At the time I bought my TiVo, I had some very clear aims, in terms of getting a cost effective system that just worked, straight out of the box, which TiVo does, well. Doing it all again now, for a number of reasons, I would more than likely go down a different path, and create a system based on the open source project MythTV. One of the reasons is that the maturity of the MythTV project today allows for a smooth installation, and it “just works”, as long as you stick to known supported hardware. Ultimately a system based on MythTV is far more powerful and flexible than a TiVo ever can be, despite the fact that, at least originally, TiVo supported the “pimping” of their hardware. For example my own TiVo (long since out of warranty) has had a hard-disk upgrade to a total of 240Gb, and a marvellous caching controller/network card, which allows a web interface (TiVoWeb) to be used to control the TiVo remotely, very handy.
This brings me to one of the other reasons why I would likely prefer a MythTV solution. Initially TiVo (the company) was quite hacker friendly, encouraging people to play with the hardware, to see what could be done. In fact the original UK TiVo was a PowerPC based Linux system, source code modifications all available, natch, as per the requirements of GPL v2.

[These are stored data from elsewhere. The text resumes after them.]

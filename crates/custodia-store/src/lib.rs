//! Hierarchical key/value store abstraction for Custodia.
//!
//! This crate defines the [`Store`] trait — a pure key-value storage
//! interface that knows nothing about secrets, authentication, or message
//! envelopes. The encrypted overlay in `custodia-core` wraps a [`Store`] to
//! ensure values are authenticated-encrypted before they reach this layer.
//!
//! Two implementations are provided:
//!
//! - [`SqliteStore`] — reference backend, a single `key`/`value` table
//!   (feature `sqlite-backend`, default).
//! - [`MemoryStore`] — in-memory, for tests and ephemeral deployments.

mod error;
mod memory;
#[cfg(feature = "sqlite-backend")]
mod sqlite;

pub use error::StoreError;
pub use memory::MemoryStore;
#[cfg(feature = "sqlite-backend")]
pub use sqlite::SqliteStore;

/// A pluggable hierarchical key-value store.
///
/// Keys are UTF-8 strings using `/` as the path separator. A key ending in
/// `/` denotes a *container*: a zero-length row that must exist before any
/// key nested under it can be written. [`list`](Store::list) enumerates the
/// *immediate* children of a container only — a grandchild three levels
/// below the queried prefix is invisible at that prefix, even though its own
/// parent container surfaces independently when queried directly.
///
/// Implementations must be safe to share across async tasks (`Send + Sync`)
/// and must treat every mutating method as atomic with respect to concurrent
/// callers.
#[async_trait::async_trait]
pub trait Store: Send + Sync + 'static {
    /// Retrieve a value by exact key.
    ///
    /// Returns `Ok(None)` if the key does not exist.
    ///
    /// # Errors
    ///
    /// Returns [`StoreError::Backend`] if the underlying engine faults.
    async fn get(&self, key: &str) -> Result<Option<Vec<u8>>, StoreError>;

    /// Insert or update a key.
    ///
    /// When `replace` is `false` and the key is already present, returns
    /// [`StoreError::Exists`] without modifying storage.
    ///
    /// # Errors
    ///
    /// Returns [`StoreError::Exists`] on a non-replacing write to an existing
    /// key, or [`StoreError::Backend`] on engine faults.
    async fn set(&self, key: &str, value: &[u8], replace: bool) -> Result<(), StoreError>;

    /// Delete a key, returning whether a row was actually removed.
    ///
    /// Deleting an absent key is not an error; it returns `Ok(false)`.
    ///
    /// # Errors
    ///
    /// Returns [`StoreError::Backend`] if the underlying engine faults.
    async fn cut(&self, key: &str) -> Result<bool, StoreError>;

    /// Enumerate the immediate children of `prefix` (a container key, i.e.
    /// one ending in `/`).
    ///
    /// Returns `Ok(None)` if `prefix` itself is not a known container,
    /// `Ok(Some(vec![]))` if it is a container with no children, and
    /// otherwise a sorted list of child names relative to `prefix` — names
    /// that are themselves containers carry a trailing `/`.
    ///
    /// # Errors
    ///
    /// Returns [`StoreError::Backend`] if the underlying engine faults.
    async fn list(&self, prefix: &str) -> Result<Option<Vec<String>>, StoreError>;

    /// Create an empty container at `key` (which must end in `/`).
    ///
    /// # Errors
    ///
    /// Returns [`StoreError::Exists`] if the container is already present,
    /// or [`StoreError::Backend`] on engine faults.
    async fn span(&self, key: &str) -> Result<(), StoreError>;
}

/// Split a child's absolute key into its name relative to `prefix`, keeping
/// only immediate children and preserving trailing `/` on sub-containers.
///
/// `prefix` must end in `/`. Returns `None` for any `key` that names a
/// descendant more than one path segment below `prefix`.
#[must_use]
pub fn immediate_child_name(prefix: &str, key: &str) -> Option<String> {
    let rest = key.strip_prefix(prefix)?;
    if rest.is_empty() {
        return None;
    }
    match rest.find('/') {
        None => Some(rest.to_string()),
        Some(idx) if idx == rest.len() - 1 => Some(rest.to_string()),
        Some(_) => None,
    }
}

#[cfg(test)]
#[allow(clippy::unwrap_used)]
mod tests {
    use super::*;

    #[test]
    fn immediate_child_name_leaf() {
        assert_eq!(
            immediate_child_name("keys/alice/", "keys/alice/k1"),
            Some("k1".to_string())
        );
    }

    #[test]
    fn immediate_child_name_container() {
        assert_eq!(
            immediate_child_name("keys/alice/", "keys/alice/sub/"),
            Some("sub/".to_string())
        );
    }

    #[test]
    fn immediate_child_name_rejects_grandchild() {
        assert_eq!(immediate_child_name("keys/alice/", "keys/alice/sub/k2"), None);
    }

    #[test]
    fn immediate_child_name_rejects_non_descendant() {
        assert_eq!(immediate_child_name("keys/alice/", "keys/bob/k1"), None);
    }
}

However, beginning with the Series 2 TiVo generation (never officially available in the UK), TiVo hardware required all software to be digitally signed before it would run on the TiVo. This process has since become known as “Tivoization“. As with all heated debates, there are two sides to the story, with some prominent supporters and detractors to this apparent restriction of use of GPL’d software.

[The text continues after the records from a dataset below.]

//! Custodia server entry point.
//!
//! Bootstraps the storage backend, the encrypted overlay, the KEM key
//! registry, and the authentication/authorization pipeline, then starts the
//! Axum HTTP server with graceful shutdown.

use std::sync::Arc;

use anyhow::Context;
use axum::http::HeaderValue;
use axum::Router;
use tokio::net::TcpListener;
#[cfg(unix)]
use tokio::net::UnixListener;
use tower_http::cors::{Any, CorsLayer};
use tower_http::set_header::SetResponseHeaderLayer;
use tower_http::trace::TraceLayer;
use tracing::info;

use custodia_core::auth::{AuthChain, Authenticator, Authorizer, HeaderAuth, KemKeystoreAuthz, PathAuthz, PeerCredAuth, UserNamespaceAuthz};
use custodia_core::kem::KemKeyStore;
use custodia_core::overlay::{ContentEncryption, EncryptedOverlayStore, OverlayConfig};
use custodia_core::audit::FileAuditHook;
use custodia_core::plugin::{AuditHook, TracingAuditHook};
use custodia_core::consumer::ConsumerTree;
use custodia_core::secrets::SecretsConsumer;
use custodia_core::message::Validator;
use custodia_store::{MemoryStore, SqliteStore, Store};

use custodia_server::config::{BindTarget, ServerConfig, StorageBackendType};
use custodia_server::hardening;
use custodia_server::routes;
use custodia_server::state::AppState;
#[cfg(unix)]
use custodia_server::uds::UdsConnectInfo;

#[tokio::main]
async fn main() -> anyhow::Result<()> {
    let config = ServerConfig::from_env();

    apply_hardening(&config);

    tracing_subscriber::fmt()
        .with_env_filter(
            tracing_subscriber::EnvFilter::try_from_default_env()
                .unwrap_or_else(|_| tracing_subscriber::EnvFilter::new(&config.log_level)),
        )
        .json()
        .init();

    info!(storage = ?config.storage_backend, mount = %config.mount_path, "Custodia starting");

    let state = build_app_state(&config).await?;
    let app = build_router(state);

    match &config.bind_target {
        BindTarget::Tcp(addr) => {
            let listener = TcpListener::bind(addr)
                .await
                .with_context(|| format!("failed to bind to {addr}"))?;
            info!(addr = %addr, "Custodia server listening (TCP)");
            axum::serve(listener, app.into_make_service())
                .with_graceful_shutdown(shutdown_signal())
                .await
                .context("server error")?;
        }
        #[cfg(unix)]
        BindTarget::Unix(path) => {
            if path.exists() {
                std::fs::remove_file(path)
                    .with_context(|| format!("failed to remove stale socket {}", path.display()))?;
            }
            let listener = UnixListener::bind(path)
                .with_context(|| format!("failed to bind to {}", path.display()))?;
            info!(path = %path.display(), "Custodia server listening (Unix domain socket)");
            axum::serve(listener, app.into_make_service_with_connect_info::<UdsConnectInfo>())
                .with_graceful_shutdown(shutdown_signal())
                .await
                .context("server error")?;
        }
        #[cfg(not(unix))]
        BindTarget::Unix(_) => {
            anyhow::bail!("Unix-domain-socket binding is only supported on unix targets");
        }
    }

    info!("Custodia server stopped");
    Ok(())
}

async fn build_app_state(config: &ServerConfig) -> anyhow::Result<Arc<AppState>> {
    let overlay_cfg = || OverlayConfig {
        master_key_path: config.master_key_path.clone(),
        autogen_master_key: config.autogen_master_key,
        enc: ContentEncryption::A256CbcHs512,
    };

    let store: Arc<dyn Store> = match &config.storage_backend {
        StorageBackendType::Memory => {
            info!("using in-memory storage (data will not persist)");
            let backing = Arc::new(MemoryStore::new());
            Arc::new(EncryptedOverlayStore::open(backing, overlay_cfg()).context("opening encrypted overlay")?)
        }
        StorageBackendType::Sqlite { path } => {
            info!(path = %path, "using SQLite storage");
            let backing = Arc::new(
                SqliteStore::open(path).await.context("failed to open SQLite storage")?,
            );
            Arc::new(EncryptedOverlayStore::open(backing, overlay_cfg()).context("opening encrypted overlay")?)
        }
    };

    let audit: Arc<dyn AuditHook> = match &config.audit_file_path {
        Some(path) => {
            info!(path = %path, "audit events also written to file");
            Arc::new(FileAuditHook::new(path))
        }
        None => Arc::new(TracingAuditHook),
    };

    let kem_keys = Arc::new(KemKeyStore::new(Arc::clone(&store), config.server_kid.clone()));
    let (sig_pub, enc_pub) = kem_keys.ensure_server_keys().await.context("generating server KEM keys")?;
    info!(kid = %config.server_kid, sig_kty = %sig_pub.key_type(), enc_kty = %enc_pub.key_type(), "KEM server keys ready");

    // PeerCredAuth is a hard deny once it has an opinion (`Negative` aborts
    // the whole chain, per `AuthChain::run`), so it's only wired in when a
    // uid or gid was actually configured; its `-1/-1` default would
    // otherwise deny every request, including ones a later authenticator
    // would have allowed.
    let mut authenticators: Vec<Box<dyn Authenticator>> = Vec::new();
    if config.peer_auth_uid >= 0 || config.peer_auth_gid >= 0 {
        authenticators.push(Box::new(PeerCredAuth {
            uid: config.peer_auth_uid,
            gid: config.peer_auth_gid,
        }));
    }
    if let Some(header_name) = &config.header_auth_name {
        authenticators.push(Box::new(HeaderAuth { header_name: header_name.clone(), allowed_values: None }));
    }
    if authenticators.is_empty() {
        tracing::warn!(
            "no CUSTODIA_AUTH_UID/CUSTODIA_AUTH_GID or CUSTODIA_AUTH_HEADER configured; every request will be denied"
        );
    }

    let kem_paths: Vec<String> =
        config.kem_paths.iter().map(|p| format!("{}{p}", config.mount_path)).collect();

    // UserNamespaceAuthz must run before PathAuthz: both match any path under
    // the mount, and the first non-NotApplicable outcome wins, so the
    // narrower per-user rule would otherwise never be reached.
    let authorizers: Vec<Box<dyn Authorizer>> = vec![
        Box::new(UserNamespaceAuthz { subtree: config.mount_path.clone() }),
        Box::new(KemKeystoreAuthz { paths: kem_paths, keys: Arc::clone(&kem_keys) }),
        Box::new(PathAuthz { paths: vec![config.mount_path.clone()] }),
    ];

    let auth_chain = Arc::new(AuthChain::new(authenticators, authorizers, Arc::clone(&audit)));

    let mut consumers = ConsumerTree::new();
    consumers.register(
        config.mount_path.clone(),
        Arc::new(SecretsConsumer::new(
            Arc::clone(&store),
            Validator::default(),
            config.server_kid.clone(),
            Arc::clone(&audit),
        )),
    );

    Ok(Arc::new(AppState {
        store,
        auth_chain,
        consumers: Arc::new(consumers),
        kem_keys: Some(kem_keys),
        audit,
        forwarder_id: uuid::Uuid::new_v4().to_string(),
    }))
}

fn build_router(state: Arc<AppState>) -> Router {
    let cors = CorsLayer::new()
        .allow_origin(Any)
        .allow_methods([axum::http::Method::GET, axum::http::Method::POST, axum::http::Method::PUT, axum::http::Method::DELETE])
        .allow_headers(Any);

    routes::router()
        .layer(TraceLayer::new_for_http())
        .layer(cors)
        .layer(SetResponseHeaderLayer::overriding(
            axum::http::header::X_CONTENT_TYPE_OPTIONS,
            HeaderValue::from_static("nosniff"),
        ))
        .layer(SetResponseHeaderLayer::overriding(
            axum::http::header::CACHE_CONTROL,
            HeaderValue::from_static("no-store"),
        ))
        .with_state(state)
}

async fn shutdown_signal() {
    let ctrl_c = async {
        tokio::signal::ctrl_c().await.ok();
    };

    #[cfg(unix)]
    let terminate = async {
        if let Ok(mut sig) = tokio::signal::unix::signal(tokio::signal::unix::SignalKind::terminate()) {
            sig.recv().await;
        }
    };

    #[cfg(not(unix))]
    let terminate = std::future::pending::<()>();

    tokio::select! {
        () = ctrl_c => {},
        () = terminate => {},
    }

    info!("shutdown signal received, stopping server");
}

/// Apply production hardening before logging is initialized.
#[allow(clippy::print_stderr)]
fn apply_hardening(config: &ServerConfig) {
    if let Err(e) = hardening::disable_core_dumps() {
        eprintln!("WARNING: failed to disable core dumps: {e}");
    }

    if config.disable_mlock {
        eprintln!("WARNING: mlock disabled via CUSTODIA_DISABLE_MLOCK — secrets may be swapped to disk");
    } else if let Err(e) = hardening::lock_memory() {
        eprintln!("WARNING: failed to lock memory: {e} (set CUSTODIA_DISABLE_MLOCK=true for dev)");
    }
}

I can sympathize with TiVo, as, clearly they are subsidizing the cost of the hardware, and could feel that they have a legitimate claim to restrict how that hardware is used, after all they are selling an appliance – i.e. a hardware/software/service combination. TiVo must be able to make money from this! I would prefer it if TiVo stayed in business to provide me with the EPG service that I signed up for when I purchased my TiVo.
The flip side to this, is of course, if you use/bundle software that is made available under a particular license, in this case GPL v2, then you should abide by both it’s spirit & letter. My former employer Novell, has recently been thrust into some uncomfortable lime-light due to it’s agreement with Microsoft; which included a component including some form of patent protection/cross-licensing for customers of Novell’s SUSE Linux product . A deal, ostensibly about improving the (Novell & Microsoft) customer experience, which all the customers I spoke to were extremely pleased with, incurred the justifiable wrath of much of the Free Software Community. The deal with Micorosft even cost Novell a couple of good people, including lead Samba developer, and all round nice guy Jeremy Allison.
I am not a lawyer. My understanding is thatGPL v3 will seek to address issues such as Tivoization, and possibly outlaw parts of the agreement between Novell and Microsoft, but I digress.
I hope that TiVo does come back to the UK.